Axiom 5 (Axiom of Induction) - Let there be given a set M of natural numbers, with the following properties:

I) 1 belongs to M.
II) If x belongs to M then so does x'.

Well, it is rather clear, that we can define at least one operation that satisfies the properties: define x+1 to be x'+1. It is the uniqueness that might trouble you, perhaps. Why not post the proof, and indicate the points that trouble you?

My problem with the proof is that I do not really understand the significance of a_{y} and b_{y} in part A of the proof. From this stems the complete confusion.

It's proving the uniqueness part. The recursion theorem says that there's exactly one function satisfying the recursion. So, you have to prove that if you have two functions satisfying the recursion, then the two functions must be equal.

Yes, more or less; a_y and b_y are both defined to satisfy the recursion by which we will eventually define x + y.
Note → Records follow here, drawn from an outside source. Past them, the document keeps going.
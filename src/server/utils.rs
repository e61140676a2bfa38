//! HTTP server utility methods

use crate::server::server::HttpServer;
use crate::utils::error::GatewayError;

impl HttpServer {
    /// Turn a bind failure into an actionable message
    pub(crate) fn format_bind_error(
        error: std::io::Error,
        bind_addr: &str,
        port: u16,
    ) -> GatewayError {
        match error.kind() {
            std::io::ErrorKind::AddrInUse => GatewayError::server(format!(
                "Port {} is already in use; set server.port or GATEWAY_PORT (e.g. {})",
                port,
                port.saturating_add(1)
            )),
            std::io::ErrorKind::PermissionDenied => GatewayError::server(format!(
                "Permission denied binding port {}; use a port >= 1024",
                port
            )),
            _ => GatewayError::server(format!("Failed to bind to {}: {}", bind_addr, error)),
        }
    }
}
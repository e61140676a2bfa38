//! Time sources for admission control
//!
//! The window algorithm never reads the wall clock directly; it asks an injected
//! [`Clock`] so tests can move time forward without sleeping.

use chrono::Utc;
use std::fmt::Debug;
use std::sync::atomic::{AtomicU64, Ordering};

/// Millisecond time source
pub trait Clock: Send + Sync + Debug {
    /// Current time in milliseconds since the Unix epoch
    fn now_ms(&self) -> u64;
}

/// Wall clock backed by `chrono`
#[derive(Debug, Clone, Copy, Default)]
pub struct SystemClock;

impl Clock for SystemClock {
    fn now_ms(&self) -> u64 {
        Utc::now().timestamp_millis().max(0) as u64
    }
}

/// Clock that only moves when told to
#[derive(Debug, Default)]
pub struct ManualClock {
    now: AtomicU64,
}

impl ManualClock {
    pub fn new(start_ms: u64) -> Self {
        Self {
            now: AtomicU64::new(start_ms),
        }
    }

    pub fn advance(&self, ms: u64) {
        self.now.fetch_add(ms, Ordering::SeqCst);
    }

    pub fn set(&self, ms: u64) {
        self.now.store(ms, Ordering::SeqCst);
    }
}

impl Clock for ManualClock {
    fn now_ms(&self) -> u64 {
        self.now.load(Ordering::SeqCst)
    }
}
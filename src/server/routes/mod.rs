//! HTTP route modules

pub mod functions;
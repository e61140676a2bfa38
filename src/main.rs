//! functions-gateway - admission-controlled function invocation gateway

#![allow(missing_docs)]

use clap::Parser;
use functions_gateway::Gateway;
use functions_gateway::server::builder::load_config;
use functions_gateway::utils::logging::init_logging;
use std::path::PathBuf;
use std::process::ExitCode;

#[derive(Debug, Parser)]
#[command(name = "gateway", version, about)]
struct Cli {
    /// Path to the YAML configuration file
    #[arg(short, long, env = "GATEWAY_CONFIG", default_value = "config/gateway.yaml")]
    config: PathBuf,

    /// Log filter directive (RUST_LOG still wins)
    #[arg(long)]
    log_level: Option<String>,

    /// Emit JSON log lines
    #[arg(long)]
    log_json: bool,
}

#[tokio::main]
async fn main() -> ExitCode {
    let cli = Cli::parse();

    match run(cli).await {
        Ok(()) => ExitCode::SUCCESS,
        Err(e) => {
            // Display keeps multi-line config errors readable
            eprintln!("Error: {}", e);
            ExitCode::FAILURE
        }
    }
}

async fn run(cli: Cli) -> functions_gateway::Result<()> {
    let mut config = load_config(&cli.config).await?;

    if let Some(level) = cli.log_level {
        config.gateway.logging.level = level;
    }
    if cli.log_json {
        config.gateway.logging.json = true;
    }
    init_logging(config.logging())?;

    let build = functions_gateway::build_info();
    tracing::info!(
        version = build.version,
        git_hash = build.git_hash,
        built_at = build.build_time,
        "Starting functions gateway"
    );

    Gateway::new(config)?.run().await
}
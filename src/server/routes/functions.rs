//! Function invocation routes

use crate::server::handlers::invoke_function;
use actix_web::web;

/// Mount `{prefix}/{id}` for every HTTP method
pub fn configure_routes(cfg: &mut web::ServiceConfig, prefix: &str) {
    let prefix = prefix.trim_end_matches('/');
    cfg.service(
        web::scope(prefix)
            .route("/{function_id}", web::route().to(invoke_function))
            .route("/{function_id}/", web::route().to(invoke_function)),
    );
}
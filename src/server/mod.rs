//! HTTP server implementation
//!
//! This module provides the HTTP server, routing and middleware.

pub mod middleware;
pub mod routes;

pub mod builder;
mod handlers;
pub mod server;
pub mod state;
pub mod types;
mod utils;


pub use builder::{ServerBuilder, run_server};
pub use handlers::invocation_response;
pub use server::{HttpServer, create_app};
pub use state::AppState;
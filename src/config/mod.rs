//! Configuration management for the Gateway
//!
//! This module handles loading, validation, and management of all gateway configuration.

pub mod models;
pub mod validation;

pub use models::*;
pub use validation::Validate;

use crate::utils::error::{GatewayError, Result};
use std::path::Path;
use tracing::{debug, info};

/// Main configuration struct for the Gateway
#[derive(Debug, Clone, Default)]
pub struct Config {
    /// Gateway configuration
    pub gateway: GatewayConfig,
}

impl Config {
    /// Load configuration from file
    pub async fn from_file<P: AsRef<Path>>(path: P) -> Result<Self> {
        let path = path.as_ref();
        info!("Loading configuration from: {:?}", path);

        let content = tokio::fs::read_to_string(path)
            .await
            .map_err(|e| GatewayError::Config(format!("Failed to read config file: {}", e)))?;

        let gateway: GatewayConfig = serde_yaml::from_str(&content)
            .map_err(|e| GatewayError::Config(format!("Failed to parse config: {}", e)))?;

        let config = Self { gateway };
        config.validate()?;

        debug!("Configuration loaded successfully");
        Ok(config)
    }

    /// Load configuration from environment variables
    pub fn from_env() -> Result<Self> {
        info!("Loading configuration from environment variables");
        dotenvy::dotenv().ok();

        let gateway = GatewayConfig::from_env()?;
        let config = Self { gateway };

        config.validate()?;
        Ok(config)
    }

    /// Get server configuration
    pub fn server(&self) -> &ServerConfig {
        &self.gateway.server
    }

    /// Get rate limit configuration
    pub fn rate_limit(&self) -> &RateLimitConfig {
        &self.gateway.rate_limit
    }

    /// Get dispatcher configuration
    pub fn dispatcher(&self) -> &DispatcherConfig {
        &self.gateway.dispatcher
    }

    /// Get executor configuration
    pub fn executors(&self) -> &ExecutorsConfig {
        &self.gateway.executors
    }

    /// Get statically registered functions
    pub fn functions(&self) -> &[FunctionEntry] {
        &self.gateway.functions
    }

    /// Get logging configuration
    pub fn logging(&self) -> &LoggingConfig {
        &self.gateway.logging
    }

    /// Validate the entire configuration
    pub fn validate(&self) -> Result<()> {
        debug!("Validating configuration");

        self.gateway
            .validate()
            .map_err(|e| GatewayError::Config(e.to_string()))?;

        debug!("Configuration validation completed");
        Ok(())
    }

    /// Merge with another configuration (other takes precedence)
    pub fn merge(mut self, other: Self) -> Self {
        self.gateway = self.gateway.merge(other.gateway);
        self
    }

    /// Convert to JSON string
    pub fn to_json(&self) -> Result<String> {
        serde_json::to_string_pretty(&self.gateway)
            .map_err(|e| GatewayError::Config(format!("Failed to serialize config to JSON: {}", e)))
    }

    /// Convert to YAML string
    pub fn to_yaml(&self) -> Result<String> {
        serde_yaml::to_string(&self.gateway)
            .map_err(|e| GatewayError::Config(format!("Failed to serialize config to YAML: {}", e)))
    }
}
We don't yet know that a_y = x + y until we're done proving (the relevant parts of) this theorem, for two reasons:
(1) We don't yet know that x+y is well-defined.
(2) We don't yet know that the solution to the recursion is unique.

i.e. by repetitive use of Part b) of the definition (plus bearing in mind that e.g. 4 =_{df} 3' =_{df} (2')' =_{df} (1')')') we must arive at a step (((x + 1)')')' that is by definition identical with (((x')')')'. And Axiom 2 assures that the result is unique - a natural number.

The definition satisfies the recursion when (x + y') and (x + y)' are equal. He shows that both of them are equal to (y')', which - in my opinion - does not follow from the previous Part of Proof/Theorems/Axioms. The line (x + 1 = 1' = x') is quite clear, but the one below is not.